4. Patriarcado y capitalismo: hasta que la muerte os separe

Podríamos dividir a gran escala todo el trabajo que requiere la sociedad capitalista en dos esferas: la productiva y la reproductiva. El trabajo productivo, que incluye las actividades que generan bienes y servicios y tienen un valor de cambio, y el trabajo reproductivo, que agrupa las tareas necesarias para garantizar el cuidado, bienestar y supervivencia de las personas. Este trabajo reproductivo  puede ser a nivel biológico (en lo que atañe a la propia reproducción: gestación, parto, lactancia…) o a nivel social, que ya sería la crianza, el mantenimiento del hogar, la educación, cuidar a las personas enfermas…

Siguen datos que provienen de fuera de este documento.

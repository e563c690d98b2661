//! Heuristic citation extraction.
//!
//! Decides which loaded cards a generated answer drew on, using textual
//! evidence only. Strength per card starts at 0:
//!
//! - **+30** when the card's title, its type with underscores as spaces, or
//!   its raw type string occurs in the answer (case-insensitive, first match
//!   wins). A window of 50 characters each side is kept as the excerpt.
//! - Full-tier cards only: **+20** when the card declares forbidden words and
//!   the answer avoids a strict majority of them.
//! - Full-tier cards only: **+10** when the answer addresses the reader
//!   directly and the card is about style: a `BRAND_VOICE_CARD`, or any card
//!   whose loaded content mentions voice, tone or style.
//!
//! A card is cited once its strength reaches 30.
//!
//! # Known character
//!
//! This is a textual heuristic, not a grounding proof.
//! False positives: short titles that are common words ("Pricing", "FAQ")
//! match incidental mentions, and avoiding forbidden words is often
//! accidental. False negatives: answers that paraphrase a card without
//! naming it are never cited unless the full-tier signals add up to 30.
//! The style signal keys on card type as well as content, so a brand voice
//! card with a terse description ("Be warm.") still earns it; any other
//! card type earns it only through the marker words in its content.

use cardwise_core::card::{Card, CardType, Citation, LoadedCard, Tier};
use std::collections::HashMap;

/// Minimum strength for a citation; also the score of one textual match.
pub const CITATION_FLOOR: u32 = 30;

const MATCH_STRENGTH: u32 = 30;
const FORBIDDEN_AVOIDED_STRENGTH: u32 = 20;
const DIRECT_ADDRESS_STRENGTH: u32 = 10;
const EXCERPT_RADIUS: usize = 50;

const STYLE_MARKERS: &[&str] = &["voice", "tone", "style"];
const DIRECT_ADDRESS: &[&str] = &[
    "you", "your", "yours", "yourself", "yourselves", "you're", "you'll", "you've", "you'd",
];

/// Extract citations for every loaded card the response shows evidence of.
///
/// `catalog` resolves ids to cards for their metadata; cards missing from it
/// are still checked for textual matches.
pub fn extract_citations(
    response: &str,
    loaded: &[LoadedCard],
    catalog: &[Card],
) -> Vec<Citation> {
    let by_id: HashMap<&str, &Card> = catalog.iter().map(|c| (c.id.as_str(), c)).collect();
    let text = FoldedText::new(response);
    let direct_address = addresses_reader(response);

    loaded
        .iter()
        .filter_map(|card| {
            let mut strength = 0;
            let mut excerpts = Vec::new();

            if let Some(excerpt) = first_mention(&text, card) {
                strength += MATCH_STRENGTH;
                excerpts.push(excerpt);
            }

            if card.tier == Tier::Full {
                let forbidden = by_id
                    .get(card.card_id.as_str())
                    .map(|c| c.forbidden_words())
                    .unwrap_or(&[]);
                if avoids_majority(&text, forbidden) {
                    strength += FORBIDDEN_AVOIDED_STRENGTH;
                }
                if direct_address && references_style(card) {
                    strength += DIRECT_ADDRESS_STRENGTH;
                }
            }

            citation_from_strength(card, strength, excerpts)
        })
        .collect()
}

/// Turn an accumulated strength into a citation, if it clears the floor.
///
/// Confidence is `min(strength, 100)`; an empty excerpt list becomes
/// `[title]`.
pub fn citation_from_strength(
    card: &LoadedCard,
    strength: u32,
    excerpts: Vec<String>,
) -> Option<Citation> {
    if strength < CITATION_FLOOR {
        return None;
    }

    let excerpts = if excerpts.is_empty() {
        vec![card.title.clone()]
    } else {
        excerpts
    };

    Some(Citation {
        card_id: card.card_id.clone(),
        card_type: card.card_type.clone(),
        excerpts,
        confidence: strength.min(100) as u8,
    })
}

// ── Text helpers ──────────────────────────────────────────────────────────

/// A response with a per-character lowercase fold, index-aligned with the
/// original characters so match positions map back exactly.
struct FoldedText {
    original: Vec<char>,
    folded: Vec<char>,
}

impl FoldedText {
    fn new(text: &str) -> Self {
        let original: Vec<char> = text.chars().collect();
        let folded = original.iter().map(|c| fold(*c)).collect();
        Self { original, folded }
    }

    /// Character index of the first case-insensitive occurrence of `needle`.
    fn find(&self, needle: &str) -> Option<(usize, usize)> {
        let needle: Vec<char> = needle.chars().map(fold).collect();
        if needle.is_empty() || needle.len() > self.folded.len() {
            return None;
        }
        self.folded
            .windows(needle.len())
            .position(|w| w == needle.as_slice())
            .map(|start| (start, needle.len()))
    }

    fn contains(&self, needle: &str) -> bool {
        self.find(needle).is_some()
    }

    fn window(&self, start: usize, len: usize) -> String {
        let from = start.saturating_sub(EXCERPT_RADIUS);
        let to = (start + len + EXCERPT_RADIUS).min(self.original.len());
        self.original[from..to].iter().collect::<String>().trim().to_string()
    }
}

fn fold(c: char) -> char {
    c.to_lowercase().next().unwrap_or(c)
}

fn first_mention(text: &FoldedText, card: &LoadedCard) -> Option<String> {
    let spaced = card.card_type.spaced();
    [card.title.trim(), spaced.as_str(), card.card_type.as_str()]
        .into_iter()
        .filter(|needle| !needle.is_empty())
        .find_map(|needle| text.find(needle))
        .map(|(start, len)| text.window(start, len))
}

fn avoids_majority(text: &FoldedText, forbidden: &[String]) -> bool {
    if forbidden.is_empty() {
        return false;
    }
    let avoided = forbidden.iter().filter(|w| !text.contains(w)).count();
    avoided * 2 > forbidden.len()
}

fn references_style(card: &LoadedCard) -> bool {
    if card.card_type == CardType::BrandVoice {
        return true;
    }
    let lower = card.content.to_lowercase();
    STYLE_MARKERS.iter().any(|m| lower.contains(m))
}

/// Whether the response speaks to the reader in the second person.
pub fn addresses_reader(response: &str) -> bool {
    response
        .to_lowercase()
        .replace('\u{2019}', "'")
        .split(|c: char| !(c.is_alphanumeric() || c == '\''))
        .map(|w| w.trim_matches('\''))
        .any(|w| DIRECT_ADDRESS.contains(&w))
}
//! Relevance scoring: a pure function of intent and catalog.

use cardwise_core::card::Card;
use cardwise_core::intent::Intent;
use std::collections::BTreeMap;

/// Score assigned to cards outside the intent's category.
pub const RELEVANCE_FLOOR: u8 = 20;

/// Relevance of one card under `intent`, 0–100.
///
/// | condition | score |
/// |-----------|-------|
/// | id in `relevant_card_ids` | `min(80 + confidence/5, 100)` |
/// | type in the category's list | `40 + confidence/2` |
/// | otherwise | 20 |
pub fn score_card(intent: &Intent, card: &Card) -> u8 {
    let confidence = f64::from(intent.confidence.min(100));

    if intent.relevant_card_ids.contains(&card.id) {
        (80.0 + confidence / 5.0).round().min(100.0) as u8
    } else if intent.category.covers(&card.card_type) {
        (40.0 + confidence / 2.0).round() as u8
    } else {
        RELEVANCE_FLOOR
    }
}

/// Score every card in the catalog. Keys are card ids.
pub fn score_relevance(intent: &Intent, catalog: &[Card]) -> BTreeMap<String, u8> {
    catalog
        .iter()
        .map(|card| (card.id.clone(), score_card(intent, card)))
        .collect()
}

En el capitalismo existe un gran sesgo de género a la hora de repartir estas tareas, dando lugar a la división sexual del trabajo: La mujer se encarga del trabajo reproductivo y el hombre del productivo. Esto no solo se refleja en la familia nuclear en la que la mujer se queda en casa y el padre va a trabajar, si miramos las proporciones de género en una ingeniería y en magisterio vemos grandes diferencias: las mujeres se siguen encargando de tareas relacionadas con los cuidados, la educación…

La división sexual del trabajo no tiene unas implicaciones neutrales, se valora de manera muy diferente el trabajo productivo y el reproductivo. Para empezar, el trabajo reproductivo en el seno del hogar ni siquiera está reconocido socialmente como trabajo, ni mucho menos se le da un valor económico. Aun fuera de la casa, se consideran mucho más relevantes y meritorios aquellos relacionados con la ingeniería que con magisterio, por ejemplo. ¿De dónde procede esta desigualdad a la hora de valorarlos? ¿Será poco importante la educación de todes les niñes de nuestra sociedad? ¿Es poco importante cuidar de las personas enfermas?

No. Y esto lo saben los capitalistas.

Los capitalistas, se afirma con frecuencia, reconocieron que en las condiciones penosas que existían en la industrialización de comienzos del siglo XIX las familias de la clase obrera no podían reproducirse debidamente. Se dieron cuenta de que el ama de casa producía y mantenía trabajadores más sanos que la esposa asalariada, y que los niños que habían recibido una instrucción se convertían en mejores trabajadores que los que no la habían recibido.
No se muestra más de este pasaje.